# je-co texture sprayer info



## D Wilkins (May 4, 2011)

I have a je-co texture sprayer I acquired a few months ago and I have no idea what it is worth or where I need to list it for sale. It's a trailer mounted unit with a Kohler engine. I had the carb cleaned and the battery replaced on the motor and it cranks and runs great. I replaced the material pump assembly and replaced the 150 ft of fire hose, the tip assembly and have new tips for it. Can anyone send me in the right direction as to where I need to list it or a guesstimate on the value.


----------



## Mudslinger (Mar 16, 2008)

....


----------



## D Wilkins (May 4, 2011)

Thanks,
It's got a 25 hp command pro Kohler engine and a Quincy QT-7.5 two stage compressor.
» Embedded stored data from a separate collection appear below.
use crate::block::{hash_tree_root, BlockBody, BlockHeader};
use crate::{
    Bytes32, Epoch, Error, Eth1Data, Gwei, PendingAttestations, Slot, Validator, ValidatorIndex,
};
use chain::config::{
    EpochsPerHistoricalVector, MaxEth1DataVotes, SlotsPerHistoricalRoot, ValidatorRegistryLimit,
};
use chain::ChainConfig;
use serde::{Deserialize, Serialize};
use ssz::{PersistentList, PersistentVector};
use ssz_derive::Ssz;

pub const MAX_EFFECTIVE_BALANCE: Gwei = 32_000_000_000;

/// Ring buffer of block or state roots indexed by `slot % SLOTS_PER_HISTORICAL_ROOT`.
pub type HistoricalRoots = PersistentVector<Bytes32, SlotsPerHistoricalRoot>;
pub type RandaoMixes = PersistentVector<Bytes32, EpochsPerHistoricalVector>;
pub type Eth1DataVotes = PersistentList<Eth1Data, MaxEth1DataVotes>;
pub type Validators = PersistentList<Validator, ValidatorRegistryLimit>;
pub type Balances = PersistentList<Gwei, ValidatorRegistryLimit>;

/// A snapshot of the beacon chain.
///
/// Every processing step takes a snapshot by reference and returns a new one. The collections
/// are persistent, so cloning is cheap and writes to a clone are never visible through the
/// original.
#[derive(Clone, Debug, PartialEq, Eq, Ssz, Default, Serialize, Deserialize)]
pub struct State {
    pub genesis_time: u64,
    pub slot: Slot,
    pub latest_block_header: BlockHeader,
    pub block_roots: HistoricalRoots,
    pub state_roots: HistoricalRoots,

    // --- eth1 ---
    pub eth1_data: Eth1Data,
    pub eth1_data_votes: Eth1DataVotes,
    pub eth1_deposit_index: u64,

    // --- registry ---
    pub validators: Validators,
    pub balances: Balances,

    pub randao_mixes: RandaoMixes,

    // --- attestations ---
    pub previous_epoch_attestations: PendingAttestations,
    pub current_epoch_attestations: PendingAttestations,
}

impl State {
    pub fn genesis(
        config: &ChainConfig,
        genesis_time: u64,
        validators: Vec<Validator>,
        eth1_data: Eth1Data,
    ) -> Result<Self, Error> {
        let validator_count = validators.len() as u64;
        if validator_count > config.validator_registry_limit {
            return Err(Error::RegistryTooLarge {
                validators: validator_count,
                limit: config.validator_registry_limit,
            });
        }

        let mut validator_list = Validators::default();
        let mut balances = Balances::default();
        for validator in validators {
            balances
                .push(validator.effective_balance)
                .map_err(|_| Error::ListFull { list: "balances" })?;
            validator_list
                .push(validator)
                .map_err(|_| Error::ListFull { list: "validators" })?;
        }

        let genesis_header = BlockHeader {
            body_root: hash_tree_root(&BlockBody::default()),
            ..BlockHeader::default()
        };

        Ok(Self {
            genesis_time,
            slot: Slot(0),
            latest_block_header: genesis_header,
            block_roots: HistoricalRoots::default(),
            state_roots: HistoricalRoots::default(),
            eth1_data,
            eth1_data_votes: Eth1DataVotes::default(),
            eth1_deposit_index: validator_count,
            validators: validator_list,
            balances,
            randao_mixes: RandaoMixes::repeat_element(eth1_data.block_hash),
            previous_epoch_attestations: PendingAttestations::default(),
            current_epoch_attestations: PendingAttestations::default(),
        })
    }

    /// Genesis with `num_validators` interchangeable validators at full balance.
    pub fn generate_genesis(
        config: &ChainConfig,
        genesis_time: u64,
        num_validators: u64,
    ) -> Result<Self, Error> {
        let validators = (0..num_validators)
            .map(|index| Validator {
                withdrawal_credentials: withdrawal_credentials_for(index),
                ..Validator::active_at_genesis(Default::default(), MAX_EFFECTIVE_BALANCE)
            })
            .collect();

        let eth1_data = Eth1Data {
            deposit_root: Bytes32::zero(),
            deposit_count: num_validators,
            block_hash: Bytes32::from([0x42; 32]),
        };

        Self::genesis(config, genesis_time, validators, eth1_data)
    }

    #[must_use]
    pub fn current_epoch(&self, config: &ChainConfig) -> Epoch {
        self.slot.epoch(config)
    }

    #[must_use]
    pub fn previous_epoch(&self, config: &ChainConfig) -> Epoch {
        self.current_epoch(config).previous()
    }

    #[must_use]
    pub fn get_randao_mix(&self, epoch: Epoch) -> Bytes32 {
        *self.randao_mixes.mod_index(epoch.0)
    }

    #[must_use]
    pub fn active_validator_count(&self, epoch: Epoch) -> u64 {
        (&self.validators)
            .into_iter()
            .filter(|validator| validator.is_active_validator(epoch))
            .count() as u64
    }

    pub fn validator(&self, index: ValidatorIndex) -> Result<&Validator, Error> {
        self.validators
            .get(index.0)
            .map_err(|_| Error::ProposerIndexOutOfBounds {
                proposer_index: index,
                validator_count: self.validators.len_u64(),
            })
    }

    /// Checks the registry bounds every processing stage relies on.
    pub fn check_registry(&self, config: &ChainConfig) -> Result<(), Error> {
        let validators = self.validators.len_u64();
        let balances = self.balances.len_u64();

        if validators != balances {
            return Err(Error::RegistryLengthMismatch {
                validators,
                balances,
            });
        }

        if validators > config.validator_registry_limit {
            return Err(Error::RegistryTooLarge {
                validators,
                limit: config.validator_registry_limit,
            });
        }

        if self.eth1_deposit_index > self.eth1_data.deposit_count {
            return Err(Error::DepositIndexOverflow {
                deposit_index: self.eth1_deposit_index,
                deposit_count: self.eth1_data.deposit_count,
            });
        }

        Ok(())
    }
}

fn withdrawal_credentials_for(index: u64) -> Bytes32 {
    let mut bytes = [0; 32];
    bytes[24..].copy_from_slice(&index.to_be_bytes());
    Bytes32::from(bytes)
}

#[cfg(test)]
mod tests {
    use super::*;
    use pretty_assertions::assert_eq;

    #[test]
    fn generated_genesis_is_consistent() {
        let config = ChainConfig::minimal();
        let state = State::generate_genesis(&config, 0, 16).expect("genesis");

        assert_eq!(state.slot, Slot(0));
        assert_eq!(state.validators.len_u64(), 16);
        assert_eq!(state.balances.len_u64(), 16);
        assert_eq!(state.eth1_deposit_index, 16);
        assert_eq!(state.active_validator_count(Epoch(0)), 16);
        assert!(state.latest_block_header.state_root.is_zero());
        assert_eq!(state.get_randao_mix(Epoch(5)), state.eth1_data.block_hash);
        assert_eq!(state.check_registry(&config), Ok(()));
    }

    #[test]
    fn registry_length_mismatch_is_detected() {
        let config = ChainConfig::minimal();
        let mut state = State::generate_genesis(&config, 0, 4).expect("genesis");
        state.balances.push(1).expect("capacity");

        assert_eq!(
            state.check_registry(&config),
            Err(Error::RegistryLengthMismatch {
                validators: 4,
                balances: 5,
            }),
        );
    }

    #[test]
    fn deposit_index_beyond_deposit_count_is_detected() {
        let config = ChainConfig::minimal();
        let mut state = State::generate_genesis(&config, 0, 4).expect("genesis");
        state.eth1_deposit_index = 5;

        assert!(matches!(
            state.check_registry(&config),
            Err(Error::DepositIndexOverflow { .. }),
        ));
    }

    #[test]
    fn unknown_validator_is_out_of_bounds() {
        let state =
            State::generate_genesis(&ChainConfig::minimal(), 0, 2).expect("genesis");

        assert!(state.validator(ValidatorIndex(1)).is_ok());
        assert_eq!(
            state.validator(ValidatorIndex(2)),
            Err(Error::ProposerIndexOutOfBounds {
                proposer_index: ValidatorIndex(2),
                validator_count: 2,
            }),
        );
    }

    #[test]
    fn cloned_snapshot_does_not_observe_writes() {
        let state =
            State::generate_genesis(&ChainConfig::minimal(), 0, 2).expect("genesis");
        let mut clone = state.clone();
        *clone.block_roots.mod_index_mut(3) = Bytes32::from([9; 32]);

        assert!(state.block_roots.mod_index(3).is_zero());
        assert_eq!(*clone.block_roots.mod_index(3), Bytes32::from([9; 32]));
    }
}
I will check ebay and see what I can find.


----------



## rhardman (Jul 7, 2009)

D Wilkins said:


> Thanks,
> It's got a 25 hp command pro Kohler engine and a Quincy QT-7.5 two stage compressor. I will check ebay and see what I can find.


 
If you place an ad, you may want to include the following link or the graphic below about your compressor. It looks like a good system and will better explain what you have to others....:thumbsup: 

http://www.quincycompressor.com/QT-cutaway-lrg.jpg


----------



## rhardman (Jul 7, 2009)

Do you work for Je-Co?


----------